Nutch is looking good. Is Solr running at all? The example doesn't have a log 
output, it jut writes to stdout when running. If you're running under Tomcat 
Solr logs are by default written to catalina.out.

On Thursday 10 February 2011 14:31:27 McGibbney, Lewis John wrote:
> Hi Markus
> 
> Ok first is first, here is Hadoop.log
> 
> 2011-02-09 23:24:11,826 INFO  indexer.IndexingFilters - Adding
> org.apache.nutch.indexer.basic.BasicIndexingFilter 2011-02-09 23:24:11,828
> INFO  indexer.IndexingFilters - Adding
> org.apache.nutch.indexer.anchor.AnchorIndexingFilter 2011-02-09
> 23:24:11,875 INFO  solr.SolrMappingReader - source: content dest: content
> 2011-02-09 23:24:11,876 INFO  solr.SolrMappingReader - source: site dest:
> site 2011-02-09 23:24:11,876 INFO  solr.SolrMappingReader - source: title
> dest: title 2011-02-09 23:24:11,876 INFO  solr.SolrMappingReader - source:
> host dest: host 2011-02-09 23:24:11,876 INFO  solr.SolrMappingReader -
> source: segment dest: segment 2011-02-09 23:24:11,876 INFO 
> solr.SolrMappingReader - source: boost dest: boost 2011-02-09 23:24:11,876
> INFO  solr.SolrMappingReader - source: digest dest: digest 2011-02-09
> 23:24:11,876 INFO  solr.SolrMappingReader - source: tstamp dest: tstamp
> 2011-02-09 23:24:11,876 INFO  solr.SolrMappingReader - source: url dest:
> id 2011-02-09 23:24:11,876 INFO  solr.SolrMappingReader - source: url
> dest: url 2011-02-09 23:24:13,626 WARN  mapred.LocalJobRunner -
> job_local_0001 org.apache.solr.common.SolrException: Not Found
> 
> Not Found
> 
> request: http://127.0.0.1:8080/solr/update?wt=javabin&version=1
>         at
> org.apache.solr.client.solrj.impl.CommonsHttpSolrServer.request(CommonsHtt
> pSolrServer.java:424) at
> org.apache.solr.client.solrj.impl.CommonsHttpSolrServer.request(CommonsHtt
> pSolrServer.java:243) at
> org.apache.solr.client.solrj.request.AbstractUpdateRequest.process(Abstrac
> tUpdateRequest.java:105) at
> org.apache.solr.client.solrj.SolrServer.add(SolrServer.java:49) at
> org.apache.nutch.indexer.solr.SolrWriter.write(SolrWriter.java:64) at
> org.apache.nutch.indexer.IndexerOutputFormat$1.write(IndexerOutputFormat.j
> ava:54) at
> org.apache.nutch.indexer.IndexerOutputFormat$1.write(IndexerOutputFormat.j
> ava:44) at
> org.apache.hadoop.mapred.ReduceTask$3.collect(ReduceTask.java:440) at
> org.apache.nutch.indexer.IndexerMapReduce.reduce(IndexerMapReduce.java:159
> ) at
> org.apache.nutch.indexer.IndexerMapReduce.reduce(IndexerMapReduce.java:50)
> at org.apache.hadoop.mapred.ReduceTask.runOldReducer(ReduceTask.java:463)
> at org.apache.hadoop.mapred.ReduceTask.run(ReduceTask.java:411) at
> org.apache.hadoop.mapred.LocalJobRunner$Job.run(LocalJobRunner.java:216)
> 2011-02-09 23:24:14,128 ERROR solr.SolrIndexer - java.io.IOException: Job
> failed!
> 
> I am unsure of where to get Solr output as I have been unable to progress
> past the stage above.
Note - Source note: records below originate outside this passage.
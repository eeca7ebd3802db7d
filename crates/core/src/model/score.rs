//
// ─── SCORE TIER ───────────────────────────────────────────────────────────────
//

/// Feedback bucket for a final percentage score.
///
/// Thresholds are closed lower bounds evaluated top-down:
/// - `Excellent`: 90 and above
/// - `Good`: 70 to 89
/// - `Fair`: 50 to 69
/// - `Retry`: below 50
#[derive(Debug, Clone, Copy, PartialEq, Eq)]
pub enum ScoreTier {
    Excellent,
    Good,
    Fair,
    Retry,
}

impl ScoreTier {
    #[must_use]
    pub fn from_score(score: u32) -> Self {
        match score {
            90.. => Self::Excellent,
            70.. => Self::Good,
            50.. => Self::Fair,
            _ => Self::Retry,
        }
    }

    #[must_use]
    pub fn message(self) -> &'static str {
        match self {
            Self::Excellent => "Отличный результат! Вы настоящий эксперт!",
            Self::Good => "Хороший результат! Вы хорошо разбираетесь в теме.",
            Self::Fair => "Неплохо! Но есть над чем поработать.",
            Self::Retry => "Попробуйте еще раз! Вы можете лучше!",
        }
    }
}

//
// ─── QUIZ RESULT ──────────────────────────────────────────────────────────────
//

/// Final score of a finished session.
#[derive(Debug, Clone, Copy, PartialEq, Eq)]
pub struct QuizResult {
    correct: usize,
    answered: usize,
    total: usize,
    score: u32,
    tier: ScoreTier,
    time_spent_secs: u32,
}

impl QuizResult {
    /// Computes the rounded percentage and tier.
    ///
    /// A zero `total` scores 0 rather than dividing by zero.
    #[must_use]
    pub fn new(correct: usize, answered: usize, total: usize, time_spent_secs: u32) -> Self {
        let score = percentage(correct, total);
        Self {
            correct,
            answered,
            total,
            score,
            tier: ScoreTier::from_score(score),
            time_spent_secs,
        }
    }

    #[must_use]
    pub fn correct(&self) -> usize {
        self.correct
    }

    #[must_use]
    pub fn answered(&self) -> usize {
        self.answered
    }

    #[must_use]
    pub fn unanswered(&self) -> usize {
        self.total.saturating_sub(self.answered)
    }

    #[must_use]
    pub fn total(&self) -> usize {
        self.total
    }

    /// Percentage in `0..=100`, rounded half up.
    #[must_use]
    pub fn score(&self) -> u32 {
        self.score
    }

    #[must_use]
    pub fn tier(&self) -> ScoreTier {
        self.tier
    }

    #[must_use]
    pub fn time_spent_secs(&self) -> u32 {
        self.time_spent_secs
    }

    #[must_use]
    pub fn message(&self) -> &'static str {
        self.tier.message()
    }

    /// "correct out of total" line shown under the score.
    #[must_use]
    pub fn details(&self) -> String {
        format!(
            "Вы ответили правильно на {} из {} вопросов",
            self.correct, self.total
        )
    }
}

fn percentage(correct: usize, total: usize) -> u32 {
    if total == 0 {
        return 0;
    }
    let correct = correct.min(total);
    // (2c * 100 + t) / 2t == round(c / t * 100) with halves rounding up.
    let rounded = (correct * 200 + total) / (total * 2);
    u32::try_from(rounded).unwrap_or(100)
}

#[cfg(test)]
mod tests {
    use super::*;

    #[test]
    fn tier_boundaries_are_closed_below() {
        assert_eq!(ScoreTier::from_score(100), ScoreTier::Excellent);
        assert_eq!(ScoreTier::from_score(90), ScoreTier::Excellent);
        assert_eq!(ScoreTier::from_score(89), ScoreTier::Good);
        assert_eq!(ScoreTier::from_score(70), ScoreTier::Good);
        assert_eq!(ScoreTier::from_score(69), ScoreTier::Fair);
        assert_eq!(ScoreTier::from_score(50), ScoreTier::Fair);
        assert_eq!(ScoreTier::from_score(49), ScoreTier::Retry);
        assert_eq!(ScoreTier::from_score(0), ScoreTier::Retry);
    }

    #[test]
    fn score_rounds_like_percentages_on_screen() {
        assert_eq!(QuizResult::new(9, 9, 9, 0).score(), 100);
        assert_eq!(QuizResult::new(5, 5, 9, 0).score(), 56);
        assert_eq!(QuizResult::new(3, 3, 9, 0).score(), 33);
        assert_eq!(QuizResult::new(1, 1, 8, 0).score(), 13);
        assert_eq!(QuizResult::new(1, 1, 200, 0).score(), 1);
        assert_eq!(QuizResult::new(0, 0, 9, 0).score(), 0);
    }

    #[test]
    fn zero_total_scores_zero() {
        let result = QuizResult::new(0, 0, 0, 0);
        assert_eq!(result.score(), 0);
        assert_eq!(result.tier(), ScoreTier::Retry);
    }

    #[test]
    fn result_reports_details_and_unanswered() {
        let result = QuizResult::new(5, 6, 9, 125);
        assert_eq!(result.tier(), ScoreTier::Fair);
        assert_eq!(result.message(), "Неплохо! Но есть над чем поработать.");
        assert_eq!(result.details(), "Вы ответили правильно на 5 из 9 вопросов");
        assert_eq!(result.unanswered(), 3);
        assert_eq!(result.time_spent_secs(), 125);
    }
}
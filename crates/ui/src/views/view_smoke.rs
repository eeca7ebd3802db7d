use super::test_harness::{answer_correctly, render_page, render_screen, started_controller};

#[test]
fn question_screen_renders_first_question() {
    let controller = started_controller();
    let mut harness = render_screen(controller.view());
    let html = harness.render();
    assert!(harness.events.try_recv().is_err(), "rendering raised an event");

    assert!(html.contains("Вопрос 1 из 9"), "missing counter in {html}");
    assert!(
        html.contains("Какой язык используется для стилизации веб-страниц?"),
        "missing question in {html}"
    );
    assert!(html.contains("CSS"), "missing option in {html}");
    assert!(html.contains("10:00"), "missing timer in {html}");
    assert!(html.contains("Завершить тест"), "missing finish button in {html}");
    assert!(!html.contains("option selected"), "unexpected selection in {html}");
    assert!(!html.contains("results-container"), "results shown early in {html}");
}

#[test]
fn selected_option_is_marked() {
    let mut controller = started_controller();
    controller.select_option(0, 1);
    let html = render_screen(controller.view()).render();

    assert_eq!(html.matches("option selected").count(), 1, "in {html}");
    assert!(
        html.contains("Правильных ответов: 1 из 9"),
        "missing correct count in {html}"
    );
}

#[test]
fn low_time_switches_timer_class() {
    let mut controller = started_controller();
    for _ in 0..541 {
        controller.tick();
    }
    let html = render_screen(controller.view()).render();

    assert!(html.contains("00:59"), "missing timer label in {html}");
    assert!(html.contains("timer timer--low"), "missing warning class in {html}");
}

#[test]
fn results_screen_renders_score_and_tier() {
    let mut controller = started_controller();
    answer_correctly(&mut controller, 5);
    controller.finish();
    let html = render_screen(controller.view()).render();

    assert!(html.contains("56%"), "missing score in {html}");
    assert!(
        html.contains("Неплохо! Но есть над чем поработать."),
        "missing tier message in {html}"
    );
    assert!(
        html.contains("Вы ответили правильно на 5 из 9 вопросов"),
        "missing details in {html}"
    );
    assert!(html.contains("Без ответа осталось 4 из 9"), "missing note in {html}");
    assert!(html.contains("Пройти тест заново"), "missing restart in {html}");
    assert!(!html.contains("options-container"), "question still shown in {html}");
}

#[test]
fn results_after_timeout_use_retry_tier() {
    let mut controller = started_controller();
    answer_correctly(&mut controller, 3);
    for _ in 0..600 {
        controller.tick();
    }
    let html = render_screen(controller.view()).render();

    assert!(html.contains("33%"), "missing score in {html}");
    assert!(
        html.contains("Попробуйте еще раз! Вы можете лучше!"),
        "missing tier message in {html}"
    );
    assert!(html.contains("Затраченное время: 10:00"), "missing time in {html}");
}

#[tokio::test]
async fn page_shows_first_question_before_controller_runs() {
    let dom = render_page();
    let html = dioxus_ssr::render(&dom);

    assert!(html.contains("Вопрос 1 из 9"), "missing counter in {html}");
    assert!(html.contains("10:00"), "missing timer in {html}");
}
I have been indexing directly from Nutch to vanilla
> Solr 1.4.1 dist, but this is my first attempt at indexing to my own app.
> Within my web app I have added following dirs:
> 
> bin (empty)
> conf (usual nutch schema, solrconfig with Nutch requestHandler, scripts,
> synonyms, etc) data (index and spellchecker dirs! Each containing
> segments.gen and segments_1) dist (as per 1.4.1 solr version)
> lib (as above)
> 
> I hope that this is sufficient
> 
> Lewis
> ________________________________________
> From: Markus Jelsma [[email protected]]
> Sent: 10 February 2011 10:58
> To: [email protected]
> Cc: McGibbney, Lewis John
> Subject: Re: Index with Solr to my own webapp
> 
> Yes, please show us the hadoop.log output and the Solr output. The latter
> is in this stage usually more important. You might write to not-existing
> fields or writing multiple values to a single valued field or...
> whatever's happening.
> 
> On Thursday 10 February 2011 00:36:21 McGibbney, Lewis John wrote:
> > Hi list,
> > 
> > I am at Solr indexing stage and seem to have hit trouble when sending
> > crawldb linkdb and segments/* to Solr to be indexed. I have added xml
> > file to $CATALINA_HOME/cong/catalina/localhost with my webapp specifics.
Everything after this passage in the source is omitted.